Stored data:
──────────────────────────────

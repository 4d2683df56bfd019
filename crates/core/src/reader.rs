// SPDX-License-Identifier: MIT
// Copyright (c) 2026 Alfred Jean LLC

//! Resumable, size-bounded batch reader.
//!
//! [`BatchReader::read_batch`] picks up at a [`Checkpoint`], scans forward
//! one complete line at a time, and stops after `max_records_per_batch`
//! lines have been examined or no complete line remains. Lines larger than
//! `max_record_bytes` are dropped with a diagnostic; everything else goes to
//! the configured [`PayloadBuilder`].
//!
//! The returned checkpoint always points at the next unread byte, including
//! past dropped lines, so feeding it back in never repeats or skips a line.

use serde::{Deserialize, Serialize};
use std::fs::File;

use crate::checkpoint::Checkpoint;
use crate::error::Result;
use crate::payload::{Accumulator, PayloadBuilder};
use crate::scanner::{try_read_line, LineTerminator};

/// Bounds on the work done by a single batch call.
#[derive(Debug, Clone, Copy, PartialEq, Eq, Serialize, Deserialize)]
pub struct Limits {
    /// Upper bound on lines examined, counting dropped lines.
    pub max_records_per_batch: usize,
    /// Lines whose UTF-8 encoding exceeds this many bytes are dropped.
    pub max_record_bytes: Option<u64>,
}

impl Limits {
    pub fn new(max_records_per_batch: usize) -> Self {
        Limits {
            max_records_per_batch,
            max_record_bytes: None,
        }
    }

    pub fn with_max_record_bytes(mut self, max_record_bytes: Option<u64>) -> Self {
        self.max_record_bytes = max_record_bytes;
        self
    }

    fn accepts(&self, line: &str) -> bool {
        match self.max_record_bytes {
            Some(max) => line.len() as u64 <= max,
            None => true,
        }
    }
}

/// Outcome of one batch call.
#[derive(Debug, Clone, PartialEq)]
pub struct Batch<P> {
    /// Accepted lines, in file order, as built by the payload builder.
    pub payload: P,
    /// Position of the next unread byte.
    pub checkpoint: Checkpoint,
    /// Lines examined so far, including the caller's starting count.
    pub count: usize,
}

/// Reads batches of lines from record files.
#[derive(Debug, Clone)]
pub struct BatchReader<B> {
    builder: B,
    terminator: LineTerminator,
}

impl<B: PayloadBuilder> BatchReader<B> {
    /// Creates a reader expecting the platform's native line terminator.
    pub fn new(builder: B) -> Self {
        BatchReader {
            builder,
            terminator: LineTerminator::native(),
        }
    }

    pub fn with_terminator(mut self, terminator: LineTerminator) -> Self {
        self.terminator = terminator;
        self
    }

    pub fn builder(&self) -> &B {
        &self.builder
    }

    pub fn terminator(&self) -> LineTerminator {
        self.terminator
    }

    /// Payload of a batch with nothing to report.
    pub fn no_payload(&self) -> B::Payload {
        self.builder.empty()
    }

    /// Reads one batch starting at `checkpoint`.
    ///
    /// `count` is the number of lines the caller has already examined
    /// against the same `limits`; the batch stops once it reaches
    /// `limits.max_records_per_batch`. Dropped lines count too, so a batch
    /// may return fewer payload items than the limit even though more lines
    /// are available.
    ///
    /// # Errors
    ///
    /// Fails without a payload if the builder rejects the file, the file
    /// cannot be opened or read, or the builder rejects a line. The caller's
    /// checkpoint is then still the last safe position to retry from.
    pub fn read_batch(
        &self,
        limits: &Limits,
        checkpoint: &Checkpoint,
        count: usize,
    ) -> Result<Batch<B::Payload>> {
        let mut acc = self.builder.init(&checkpoint.file)?;

        // Read-only handles do not block writers appending to the file.
        let mut file = File::open(&checkpoint.file)?;

        let mut position = checkpoint.clone();
        let mut count = count;
        let mut dropped = 0usize;

        while count < limits.max_records_per_batch {
            let Some(scanned) = try_read_line(&mut file, position.offset, self.terminator)? else {
                break;
            };

            position = position.advanced_to(scanned.next_offset);
            count += 1;

            if !limits.accepts(&scanned.line) {
                dropped += 1;
                tracing::warn!(
                    target: "spool::selflog",
                    "Event JSON representation exceeds the byte size limit of {} and will be dropped; data: {}",
                    limits.max_record_bytes.unwrap_or_default(),
                    scanned.line
                );
                continue;
            }

            acc.add(&scanned.line)?;
        }

        tracing::debug!(
            file = %position.file.display(),
            from = checkpoint.offset,
            to = position.offset,
            count,
            dropped,
            "read batch"
        );

        Ok(Batch {
            payload: acc.finish(),
            checkpoint: position,
            count,
        })
    }
}

#[cfg(test)]
#[path = "reader_tests.rs"]
mod tests;
// SPDX-License-Identifier: MIT
// Copyright (c) 2026 Alfred Jean LLC

//! spool-core: resumable, size-bounded batch reading of rolling log files.
//!
//! A writer appends one JSON event per line to time-bucketed `.clef` files.
//! This crate reads those files forward from a saved [`Checkpoint`] in
//! bounded batches, tolerating a writer that is still appending, and hands
//! the accepted lines to a pluggable [`PayloadBuilder`].
//!
//! ```rust,ignore
//! use spool_core::{BatchReader, Bookmark, Checkpoint, ClefEvents, Limits, RollingInterval};
//!
//! let reader = BatchReader::new(ClefEvents::new(RollingInterval::Day));
//! let bookmark = Bookmark::new("state/app.bookmark");
//! let start = bookmark.load()?.unwrap_or_else(|| Checkpoint::start_of(path));
//!
//! let batch = reader.read_batch(&Limits::new(1000), &start, 0)?;
//! ship(batch.payload)?;
//! bookmark.save(&batch.checkpoint)?;
//! ```

pub mod checkpoint;
pub mod clef;
pub mod error;
pub mod payload;
pub mod reader;
pub mod rolling;
pub mod scanner;

pub use checkpoint::{Bookmark, Checkpoint};
pub use clef::{ClefEvents, DecodePolicy, Level, LogEvent};
pub use error::{Error, Result};
pub use payload::{Accumulator, PayloadBuilder, RawLines};
pub use reader::{Batch, BatchReader, Limits};
pub use rolling::RollingInterval;
pub use scanner::{try_read_line, LineTerminator, ScannedLine};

──────────────────────────────

_Exercise requirements_.
The entries above must be output exactly, with every line preserved.

_Response area_.
repository 4d2683df56bfd019
filename crates/core/src/reader.rs
// SPDX-License-Identifier: MIT
// Copyright (c) 2026 Alfred Jean LLC

//! Resumable, size-bounded batch reader.
//!
//! [`BatchReader::read_batch`] picks up at a [`Checkpoint`], scans forward
//! one complete line at a time, and stops after `max_records_per_batch`
//! lines have been examined or no complete line remains. Lines larger than
//! `max_record_bytes` are dropped with a diagnostic; everything else goes to
//! the configured [`PayloadBuilder`].
//!
//! The returned checkpoint always points at the next unread byte, including
//! past dropped lines, so feeding it back in never repeats or skips a line.

use serde::{Deserialize, Serialize};
use std::fs::File;

use crate::checkpoint::Checkpoint;
use crate::error::Result;
use crate::payload::{Accumulator, PayloadBuilder};
use crate::scanner::{try_read_line, LineTerminator};

/// Bounds on the work done by a single batch call.
#[derive(Debug, Clone, Copy, PartialEq, Eq, Serialize, Deserialize)]
pub struct Limits {
    /// Upper bound on lines examined, counting dropped lines.
    pub max_records_per_batch: usize,
    /// Lines whose UTF-8 encoding exceeds this many bytes are dropped.
    pub max_record_bytes: Option<u64>,
}

impl Limits {
    pub fn new(max_records_per_batch: usize) -> Self {
        Limits {
            max_records_per_batch,
            max_record_bytes: None,
        }
    }

    pub fn with_max_record_bytes(mut self, max_record_bytes: Option<u64>) -> Self {
        self.max_record_bytes = max_record_bytes;
        self
    }

    fn accepts(&self, line: &str) -> bool {
        match self.max_record_bytes {
            Some(max) => line.len() as u64 <= max,
            None => true,
        }
    }
}

/// Outcome of one batch call.
#[derive(Debug, Clone, PartialEq)]
pub struct Batch<P> {
    /// Accepted lines, in file order, as built by the payload builder.
    pub payload: P,
    /// Position of the next unread byte.
    pub checkpoint: Checkpoint,
    /// Lines examined so far, including the caller's starting count.
    pub count: usize,
}

/// Reads batches of lines from record files.
#[derive(Debug, Clone)]
pub struct BatchReader<B> {
    builder: B,
    terminator: LineTerminator,
}

impl<B: PayloadBuilder> BatchReader<B> {
    /// Creates a reader expecting the platform's native line terminator.
    pub fn new(builder: B) -> Self {
        BatchReader {
            builder,
            terminator: LineTerminator::native(),
        }
    }

    pub fn with_terminator(mut self, terminator: LineTerminator) -> Self {
        self.terminator = terminator;
        self
    }

    pub fn builder(&self) -> &B {
        &self.builder
    }

    pub fn terminator(&self) -> LineTerminator {
        self.terminator
    }

    /// Payload of a batch with nothing to report.
    pub fn no_payload(&self) -> B::Payload {
        self.builder.empty()
    }

    /// Reads one batch starting at `checkpoint`.
    ///
    /// `count` is the number of lines the caller has already examined
    /// against the same `limits`; the batch stops once it reaches
    /// `limits.max_records_per_batch`. Dropped lines count too, so a batch
    /// may return fewer payload items than the limit even though more lines
    /// are available.
    ///
    /// # Errors
    ///
    /// Fails without a payload if the builder rejects the file, the file
    /// cannot be opened or read, or the builder rejects a line. The caller's
    /// checkpoint is then still the last safe position to retry from.
    pub fn read_batch(
        &self,
        limits: &Limits,
        checkpoint: &Checkpoint,
        count: usize,
    ) -> Result<Batch<B::Payload>> {
        let mut acc = self.builder.init(&checkpoint.file)?;

        // Read-only handles do not block writers appending to the file.
        let mut file = File::open(&checkpoint.file)?;

        let mut position = checkpoint.clone();
        let mut count = count;
        let mut dropped = 0usize;

        while count < limits.max_records_per_batch {
            let Some(scanned) = try_read_line(&mut file, position.offset, self.terminator)? else {
                break;
            };

            position = position.advanced_to(scanned.next_offset);
            count += 1;

            if !limits.accepts(&scanned.line) {
                dropped += 1;
                tracing::warn!(
                    target: "spool::selflog",
                    "Event JSON representation exceeds the byte size limit of {} and will be dropped; data: {}",
                    limits.max_record_bytes.unwrap_or_default(),
                    scanned.line
                );
                continue;
            }

            acc.add(&scanned.line)?;
        }

        tracing::debug!(
            file = %position.file.display(),
            from = checkpoint.offset,
            to = position.offset,
            count,
            dropped,
            "read batch"
        );

        Ok(Batch {
            payload: acc.finish(),
            checkpoint: position,
            count,
        })
    }
}

#[cfg(test)]
#[path = "reader_tests.rs"]
mod tests;
// SPDX-License-Identifier: MIT
// Copyright (c) 2026 Alfred Jean LLC

//! spool-core: resumable, size-bounded batch reading of rolling log files.
//!
//! A writer appends one JSON event per line to time-bucketed `.clef` files.
//! This crate reads those files forward from a saved [`Checkpoint`] in
//! bounded batches, tolerating a writer that is still appending, and hands
//! the accepted lines to a pluggable [`PayloadBuilder`].
//!
//! ```rust,ignore
//! use spool_core::{BatchReader, Bookmark, Checkpoint, ClefEvents, Limits, RollingInterval};
//!
//! let reader = BatchReader::new(ClefEvents::new(RollingInterval::Day));
//! let bookmark = Bookmark::new("state/app.bookmark");
//! let start = bookmark.load()?.unwrap_or_else(|| Checkpoint::start_of(path));
//!
//! let batch = reader.read_batch(&Limits::new(1000), &start, 0)?;
//! ship(batch.payload)?;
//! bookmark.save(&batch.checkpoint)?;
//! ```

pub mod checkpoint;
pub mod clef;
pub mod error;
pub mod payload;
pub mod reader;
pub mod rolling;
pub mod scanner;

pub use checkpoint::{Bookmark, Checkpoint};
pub use clef::{ClefEvents, DecodePolicy, Level, LogEvent};
pub use error::{Error, Result};
pub use payload::{Accumulator, PayloadBuilder, RawLines};
pub use reader::{Batch, BatchReader, Limits};
pub use rolling::RollingInterval;
pub use scanner::{try_read_line, LineTerminator, ScannedLine};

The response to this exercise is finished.